3. Finally, he wouldn't have to make small talk.

It was an interesting distinction, one JBP noted, being similar in ways to the second point. But not entirely the same, because I think you can have very unpleasant small talk with someone you otherwise find interesting and exciting to deal with.

It seems to me our interactions are becoming shallower, that we skate past meaningful interactions and sustain our social needs on meager, second-rate how-do-you-dos. Largely because we're scared of being judged, feel increasingly isolated and subjected to this pressure to conform (or be really, really interesting and glamorous). It's bypassing so many fascinating conversations.

I'm terrible at small talk, too. Again, I can't really hide the fact that I'm not interested. I like to delve in and talk about real, meaningful, quirky things. It's often led to some very interesting revelations and chats with relative strangers. I've found that, once they establish a modicum of interest, people turn into these wonderfully complex, bizarre, interesting characters.

Of course, being who he is, JBP countered that we sometimes use these small talk openers as play, we're sussing out how and if we can play with someone on more complex topics and enjoy it. And maybe it's the fact that I'm not too good at it, but that hasn't often been the case for me. With a lot of the people I've deemed the most interesting and unusual in my life, we launched into deep, hefty topics right away, and found we played along quite nicely. So many of these surface interactions seem to stay on that level, and I wonder if we're really sparring at all, or just punching some kind of social card.

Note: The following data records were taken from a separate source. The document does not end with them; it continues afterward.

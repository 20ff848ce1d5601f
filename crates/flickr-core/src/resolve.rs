//! ============================================================================
//! User Resolution
//! ============================================================================
//! Turns whatever the user typed (profile URL, username, or NSID) into a user
//! id plus a name to show in the feed title.
//! ============================================================================

use tracing::{debug, warn};

use crate::photos::PhotoSource;
use crate::types::FlickrError;

/// How an input token will be resolved
#[derive(Debug, Clone, PartialEq, Eq)]
pub enum UserRef {
    /// `http(s)://[www.]flickr.com/photos/<name>...`
    ProfileUrl(String),
    /// Anything containing a non-digit
    Username(String),
    /// All digits: used as the user id directly
    UserId(String),
}

impl UserRef {
    pub fn classify(input: &str) -> Self {
        let input = input.trim();
        if is_profile_url(input) {
            UserRef::ProfileUrl(input.to_string())
        } else if input.chars().any(|c| !c.is_ascii_digit()) {
            UserRef::Username(input.to_string())
        } else {
            UserRef::UserId(input.to_string())
        }
    }
}

/// A resolved feed subject
#[derive(Debug, Clone, PartialEq, Eq)]
pub struct ResolvedUser {
    pub user_id: String,
    pub display_name: String,
}

/// Profile URLs: http or https, flickr.com with optional www, path under /photos/<name>
pub fn is_profile_url(input: &str) -> bool {
    let Ok(parsed) = url::Url::parse(input) else {
        return false;
    };

    if !matches!(parsed.scheme(), "http" | "https") {
        return false;
    }
    if !matches!(parsed.host_str(), Some("flickr.com") | Some("www.flickr.com")) {
        return false;
    }

    let mut segments = match parsed.path_segments() {
        Some(segments) => segments,
        None => return false,
    };
    matches!(
        (segments.next(), segments.next()),
        (Some("photos"), Some(name)) if !name.is_empty()
    )
}

/// Resolve `input` to a user id and display name.
///
/// Numeric ids need no network call. For profile URLs, a failed display-name
/// lookup falls back to the raw id; every other failure is returned.
pub async fn resolve_user(source: &PhotoSource<'_>, input: &str) -> Result<ResolvedUser, FlickrError> {
    if input.trim().is_empty() {
        return Err(FlickrError::Usage(
            "a username, user ID, or profile URL is required".to_string(),
        ));
    }

    let resolved = match UserRef::classify(input) {
        UserRef::ProfileUrl(url) => {
            debug!("Detected Flickr profile URL, looking up user");
            let user_id = source
                .lookup_user_by_profile_url(&url)
                .await
                .map_err(|e| e.context(format!("failed to look up user from URL '{}'", url)))?;

            let display_name = match source.get_display_name(&user_id).await {
                Ok(name) if !name.is_empty() => name,
                Ok(_) => user_id.clone(),
                Err(e) => {
                    warn!("Failed to get username, using user ID: {}", e);
                    user_id.clone()
                }
            };
            ResolvedUser {
                user_id,
                display_name,
            }
        }
        UserRef::Username(username) => {
            let user_id = source
                .find_user_by_username(&username)
                .await
                .map_err(|e| e.context(format!("failed to find user by username '{}'", username)))?;
            ResolvedUser {
                user_id,
                display_name: username,
            }
        }
        UserRef::UserId(id) => ResolvedUser {
            user_id: id.clone(),
            display_name: id,
        },
    };

    debug!(
        "Resolved user id {} (display name {})",
        resolved.user_id, resolved.display_name
    );
    Ok(resolved)
}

The way I see it, it's the being able to waltz around big, important, life and death topics that's the test to see if we can play together.

Anyway, all in all, I very much related with Malice's markers for success. Of course, he admitted that later on, money and such also took their place on the list. But I thought this was a very unusual, very focused way of defining success in one's youth.

So I guess my question is, how do you define it? And how did you define it when you were in your 20s? :)

banner.jpeg

Sort:  

The definition of success...?

Having 500000 HP.

I think I very much agree with Malice especially on the first point, not having to wake up early and begin running to work on a daily basis would be bliss, that's a unique way to measure success.

I would add not having to worry about having the basic things in life, that would be a marker for me.

I'm glad to see another alarm clock hater.

Dreadful things. Why can't I sleep till 10-11-12?

What's all the fuss about being up by 6-8?

When the day's still dark and reasonably uncomfortable.

Someone once told me that being rich is a state of mind. It's not all about the money in the account but how you act with what you have.

Packaging yourself and being happy with yourself.

Some billionaires are still miserable, so money in the bank truly isn't everything.